Eu não tenho uma reposta pra isso ainda, tenho palpites apenas. E pra tentar entender este fenômeno recorri às artes plásticas. Junto com a CASA CONTEMPORÂNEA, espaço em São Paulo na Vila Mariana, celeiro de novos artistas, de arte vanguarda, trabalho de gente grande, espaço de curadoria, cursos, discussões e informação, reunimos os artistas que cercam a CASA e propomos a exposição, onde a Cipolla daria uma calça jeans pra cada um investigar este fenômeno chamado jeans na moda.
Combinamos que a obra de cada artista tem que passar pela calça, apesar de que a calça em si pode nem aparecer na arte final. Foi uma proposta ousada, mas a turma de lá adora um desafio, e depois de uma conversa informal onde expus alguns dados, eles toparam e ficaram eletrizados com a idéia.
Os trabalhos já estão chegando na CASA CONTEMPORÂNEA e o frissom aumenta a cada minuto: agüenta coração, até quarta-feira, dia 13 de agosto, as 20h, abertura da exposição, que fica em cartaz na CASA até dia 27.08.2011. A Marcia, diretora da CASA, acabou de me ligar dizendo que a Mariana, uma das artistas do grupo, costurou a etiqueta da CIPOLLA no corpo, e fez uma foto (sem photoshop) de 1,70m.
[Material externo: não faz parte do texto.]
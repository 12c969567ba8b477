//! Pyramid tile geometry in native chunk pixels.

use super::{CHUNK_SIZE, NATIVE_ZOOM, TILE_SIZE};
use crate::area::ChunkCoord;

/// Address of a pyramid tile.
#[derive(Debug, Clone, Copy, PartialEq, Eq, Hash, PartialOrd, Ord)]
pub struct TileKey {
    pub z: u8,
    pub x: u32,
    pub y: u32,
}

impl TileKey {
    pub const fn new(z: u8, x: u32, y: u32) -> Self {
        Self { z, x, y }
    }
}

impl std::fmt::Display for TileKey {
    fn fmt(&self, f: &mut std::fmt::Formatter<'_>) -> std::fmt::Result {
        write!(f, "{}/{}/{}", self.z, self.x, self.y)
    }
}

/// The native-resolution region covered by one tile.
#[derive(Debug, Clone, Copy, PartialEq)]
pub struct TileWindow {
    /// Native pixels per output pixel, `2^(NATIVE_ZOOM - z)`
    pub scale: f64,
    /// Native pixel origin of the tile
    pub px: i64,
    pub py: i64,
    /// Native pixels spanned along each axis
    pub extent: i64,
}

impl TileWindow {
    pub fn for_tile(tile: TileKey) -> Self {
        let scale = 2f64.powi(NATIVE_ZOOM as i32 - tile.z as i32);
        let size = TILE_SIZE as f64;
        Self {
            scale,
            px: (tile.x as f64 * size * scale).round() as i64,
            py: (tile.y as f64 * size * scale).round() as i64,
            extent: (size * scale).round() as i64,
        }
    }

    /// Inclusive chunk range `(cx0, cy0, cx1, cy1)`, `None` if the window is empty.
    pub fn chunk_range(&self) -> Option<(i64, i64, i64, i64)> {
        if self.extent <= 0 {
            return None;
        }
        let size = CHUNK_SIZE as i64;
        Some((
            self.px.div_euclid(size),
            self.py.div_euclid(size),
            (self.px + self.extent - 1).div_euclid(size),
            (self.py + self.extent - 1).div_euclid(size),
        ))
    }

    /// Number of chunks in [`Self::chunk_range`].
    pub fn chunk_count(&self) -> u64 {
        match self.chunk_range() {
            Some((x0, y0, x1, y1)) => ((x1 - x0 + 1) as u64) * ((y1 - y0 + 1) as u64),
            None => 0,
        }
    }

    pub fn contains_chunk(&self, coord: ChunkCoord) -> bool {
        match self.chunk_range() {
            Some((x0, y0, x1, y1)) => {
                let (x, y) = (coord.x as i64, coord.y as i64);
                (x0..=x1).contains(&x) && (y0..=y1).contains(&y)
            }
            None => false,
        }
    }

    /// The one chunk this tile reproduces pixel for pixel, if any.
    ///
    /// Only at native zoom on a chunk-aligned origin.
    pub fn aligned_chunk(&self) -> Option<ChunkCoord> {
        let size = CHUNK_SIZE as i64;
        let aligned = self.scale == 1.0
            && self.extent == size
            && self.px.rem_euclid(size) == 0
            && self.py.rem_euclid(size) == 0;
        if !aligned {
            return None;
        }
        Some(ChunkCoord::new(
            i32::try_from(self.px / size).ok()?,
            i32::try_from(self.py / size).ok()?,
        ))
    }

    /// Where a chunk lands in the output, if it overlaps the window.
    pub fn placement(&self, coord: ChunkCoord) -> Option<Placement> {
        let size = CHUNK_SIZE as i64;
        let chunk_px = coord.x as i64 * size;
        let chunk_py = coord.y as i64 * size;

        let sx = (self.px - chunk_px).max(0);
        let sy = (self.py - chunk_py).max(0);
        let ex = (self.px + self.extent - chunk_px).min(size);
        let ey = (self.py + self.extent - chunk_py).min(size);
        let src_width = ex - sx;
        let src_height = ey - sy;
        if src_width <= 0 || src_height <= 0 {
            return None;
        }

        Some(Placement {
            sx,
            sy,
            src_width,
            src_height,
            dx: ((chunk_px + sx - self.px) as f64 / self.scale).round() as i64,
            dy: ((chunk_py + sy - self.py) as f64 / self.scale).round() as i64,
            dw: (src_width as f64 / self.scale).round() as i64,
            dh: (src_height as f64 / self.scale).round() as i64,
            scale: self.scale,
        })
    }
}

/// Source rectangle of a chunk and its destination rectangle in the tile.
#[derive(Debug, Clone, Copy, PartialEq)]
pub struct Placement {
    pub sx: i64,
    pub sy: i64,
    pub src_width: i64,
    pub src_height: i64,
    pub dx: i64,
    pub dy: i64,
    pub dw: i64,
    pub dh: i64,
    scale: f64,
}

impl Placement {
    /// Source pixel sampled for destination offset `(i, j)`, nearest neighbor.
    pub fn source_pixel(&self, i: i64, j: i64) -> (i64, i64) {
        let ox = ((i as f64 * self.scale).floor() as i64).min(self.src_width - 1);
        let oy = ((j as f64 * self.scale).floor() as i64).min(self.src_height - 1);
        (self.sx + ox, self.sy + oy)
    }
}
//! Tile-serving session.
//!
//! [`TileService`] owns the active slice and the current selection, together
//! with both caches and the render gate.
//!
//! # Example
//!
//! ```ignore
//! use tilesnap::service::{ServiceConfig, TileService};
//! use tilesnap::snapshot::SnapshotStore;
//!
//! let store = Arc::new(SnapshotStore::new("snapshots"));
//! let service = TileService::new(store, &ServiceConfig::default());
//!
//! service.load("city", None).await?;
//! let png = service.tile(TileKey::new(10, 5, 5)).await?;
//! ```

mod config;
mod error;
mod tile_service;

pub use config::ServiceConfig;
pub use error::ServiceError;
pub use tile_service::{ActiveSlice, TileService};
Sorte da artista que o marido é cirurgião plástico, talvez ela não tenha sentido dor. Mas tudo pela arte e pelos recados entremeados nas idéias.
Pois bem, na conversa informal que tivemos em abril deste ano, quando propusemos a exposição, fiz algumas considerações: a arte da tecelagem é mais antiga que as próprias figuras rupestres, antes do homem escrever a primeira letra cuneiforme, ele já tecia, já manipulava fibras têxteis e essa técnica é a mesma utilizada até hoje pelos teares de última geração.
A arte de fazer tecidos não mudou. Durante muitos séculos o trabalho da tecelã era exclusivamente feminino, e elas estavam representadas na mitologia greco-romana, pelas moiras, ou ainda pela rainha que esperava seu amado rei voltar da Guerra e tecia uma colcha de dia, e desconstruía o trabalho tecido a noite, para a colcha nunca ficar pronta e ela não ter que se casar novamente, até que seu Ulysses voltasse um dia. O que acabou acontecendo.
Tem ainda o desafio que uma moira grega propõe a uma Deusa do Olympio, de quem seria a melhor tecelã da Grécia, a moira vence o desafio mas a ira da Deusa a transforma em uma aranha. É a lenda de Aracne.
Penso em como os têxteis contam a história da humanidade, tanto que as palavras se confundem: texto, têxtil, olhar de viés, viés do tecido, trama da história, fio de trama.
Lembro que o jeans é feito de um tecido chamado denim, cujo fio de urdume (apenas) é tinto num corante de baixa fixação. O que permite que a peça desbote facilmente com o uso, marcando o corpo de quem veste e mostrando as experiências vividas dentro da calça.
Penso nas minhas bisavós, tecelãs italianas que migraram para o Brasil no início do século passado para tecer nos enormes teares manuais das indústrias de Francesco Matarazzo. Fico até com lágrimas nos olhos e dedico este texto, e também a idéia da exposição, a elas, minhas ancestrais, que tecendo, com braço forte, contaram a história da minha família.